47 responses to “Prove it or lose it: how social proof can kill or fill your blog”

  1. I’m with you on this. Fake it ’till you make it but you’d better back it up.

    Reminds me of my computer tech shop. Dirty? Omigod. The floor is half tiled, the carpet is torn, everyone is smoking INSIDE (isn’t that against the law?), there are wires and parts and pieces all over and a Playboy Bunny calendar on the wall (okay, they can keep that one).

    The owner boasts of huge success. “We’re good. We’re damned good. We’ve handled X, Y, and Z’s computers.”

    Yes. They’re good, damned good, and I trust them with my stuff. But every time this owner starts running his mouth off, I can’t help but think:


    Thanks for the link, Jonathan. (and the kind words! We’re a go-to reference!)

  2. There’s being good and there are those who appear to be good. Sometimes those who are good at appearing to be good are actually good, because appearing to be good is something you have to work for.

    Not being good and appearing to be not good is, how shall I say it, not good.

  3. Chad says:

    Hey nice list Jonathan!

    I agree with all except a few points:

    – Google PR used to be a good indicator, and since the PR update late last year, I think most marketers will agree that it is a worthless indicator of a great blog.

    – As for advertising. I’m not so sure that the ratio is as important as the relevant and quality of the advertisment. If you have some good advertisers on your site it can actually add credibility to the site the same way you mentioned that readership numbers can.

  4. Cool list! One correction: I don’t claim I’m a social media expert.

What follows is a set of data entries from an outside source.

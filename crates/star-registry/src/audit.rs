//! Integrity auditor: walks the ledger and reports every inconsistency.

use std::sync::Arc;

use tokio::task::JoinSet;

use star_registry_core::{
    check_digest, check_genesis, check_link, validate_block, SignatureVerifier, ValidationError,
};

use crate::error::{RegistryError, Result};
use crate::registry::Registry;

/// The complete result of an audit.
#[derive(Debug, Clone, Default)]
pub struct AuditReport {
    /// Ledger height at the time of the snapshot.
    pub height: i64,
    /// Every finding, ordered by position.
    pub findings: Vec<ValidationError>,
}

impl AuditReport {
    /// No findings. This says the ledger is internally consistent, not that
    /// it matches any external record.
    pub fn is_consistent(&self) -> bool {
        self.findings.is_empty()
    }

    /// Positions with a digest mismatch.
    pub fn digest_mismatches(&self) -> Vec<u64> {
        self.findings
            .iter()
            .filter(|f| f.is_digest_mismatch())
            .map(ValidationError::position)
            .collect()
    }

    /// Positions with a broken predecessor link.
    pub fn broken_links(&self) -> Vec<u64> {
        self.findings
            .iter()
            .filter(|f| f.is_broken_link())
            .map(ValidationError::position)
            .collect()
    }
}

/// Sort key within one position: structural findings after digest ones.
fn finding_rank(finding: &ValidationError) -> u8 {
    match finding {
        ValidationError::DigestMismatch { .. } => 0,
        ValidationError::Unverifiable { .. } => 1,
        ValidationError::MalformedGenesis(_) => 2,
        ValidationError::BrokenLink { .. } => 3,
    }
}

impl<V: SignatureVerifier> Registry<V> {
    /// Audit the whole ledger.
    ///
    /// Every digest recomputation runs as its own blocking task and all of
    /// them are joined before the report is returned. Links are checked for
    /// positions `1..=height`; genesis is the trusted root.
    pub async fn audit(&self) -> Result<AuditReport> {
        let snapshot = self.ledger.snapshot().await;
        let height = snapshot.len() as i64 - 1;
        let hasher = self.ledger.hasher();

        let mut tasks = JoinSet::new();
        for block in &snapshot {
            if block.position == 0 && !self.config.audit_genesis_digest {
                continue;
            }
            let block = Arc::clone(block);
            let hasher = Arc::clone(&hasher);
            tasks.spawn_blocking(move || check_digest(&block, hasher.as_ref()).err());
        }

        let mut findings = Vec::new();
        if let Some(genesis) = snapshot.first() {
            if let Err(e) = check_genesis(genesis) {
                findings.push(e);
            }
        }
        for pair in snapshot.windows(2) {
            if let Err(e) = check_link(&pair[1], &pair[0]) {
                findings.push(e);
            }
        }

        while let Some(joined) = tasks.join_next().await {
            let finding = joined.map_err(|e| RegistryError::TaskFailed(e.to_string()))?;
            findings.extend(finding);
        }

        findings.sort_by_key(|f| (f.position(), finding_rank(f)));
        for finding in &findings {
            tracing::warn!(position = finding.position(), %finding, "audit finding");
        }
        tracing::debug!(height, findings = findings.len(), "audit complete");

        Ok(AuditReport { height, findings })
    }

    /// Validate one block against its predecessor.
    pub async fn validate_block(&self, position: u64) -> Result<Vec<ValidationError>> {
        let block = self.find_by_position(position).await?;
        let predecessor = match position.checked_sub(1) {
            Some(prev) => Some(self.find_by_position(prev).await?),
            None => None,
        };
        let hasher = self.ledger.hasher();
        Ok(validate_block(
            &block,
            predecessor.as_deref(),
            hasher.as_ref(),
        ))
    }
}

    I like what’s there, and I’m excited about some of what you’ve put up for credibility measures. Actions and not words clearly matter, and the actions of the blogosphere (in sharing links, and providing traffic, etc) make a difference.

    Thanks for a thoughtful post.

  5. marco says:

    Great post and great insights. The web in general and social media developments in specific is THE great meritocritizing agent of the world.

    Instincts and analysis that makes sense and resonates rises to the top through viral dissemination and fluff sinks to the bottom.

    Reminds me very much of the book “The Wisdom of Crowds…” (

  6. Jonathan Fields says:

    @ James – Yeah, saying it yourself is very different than when others say it about you.

    @ Lyndon – “Not being good and appearing to be not good is, how shall I say it, not good.” Still working out the triple negatives!

    @ Chad – I think the jury is still out on PR, with certain communities still viewing it as a stronger indicator than others, but I agree, it’s looks like it may have played itself out. Great point on advertising, too, the nature of the ads plays a role as well as the ratio.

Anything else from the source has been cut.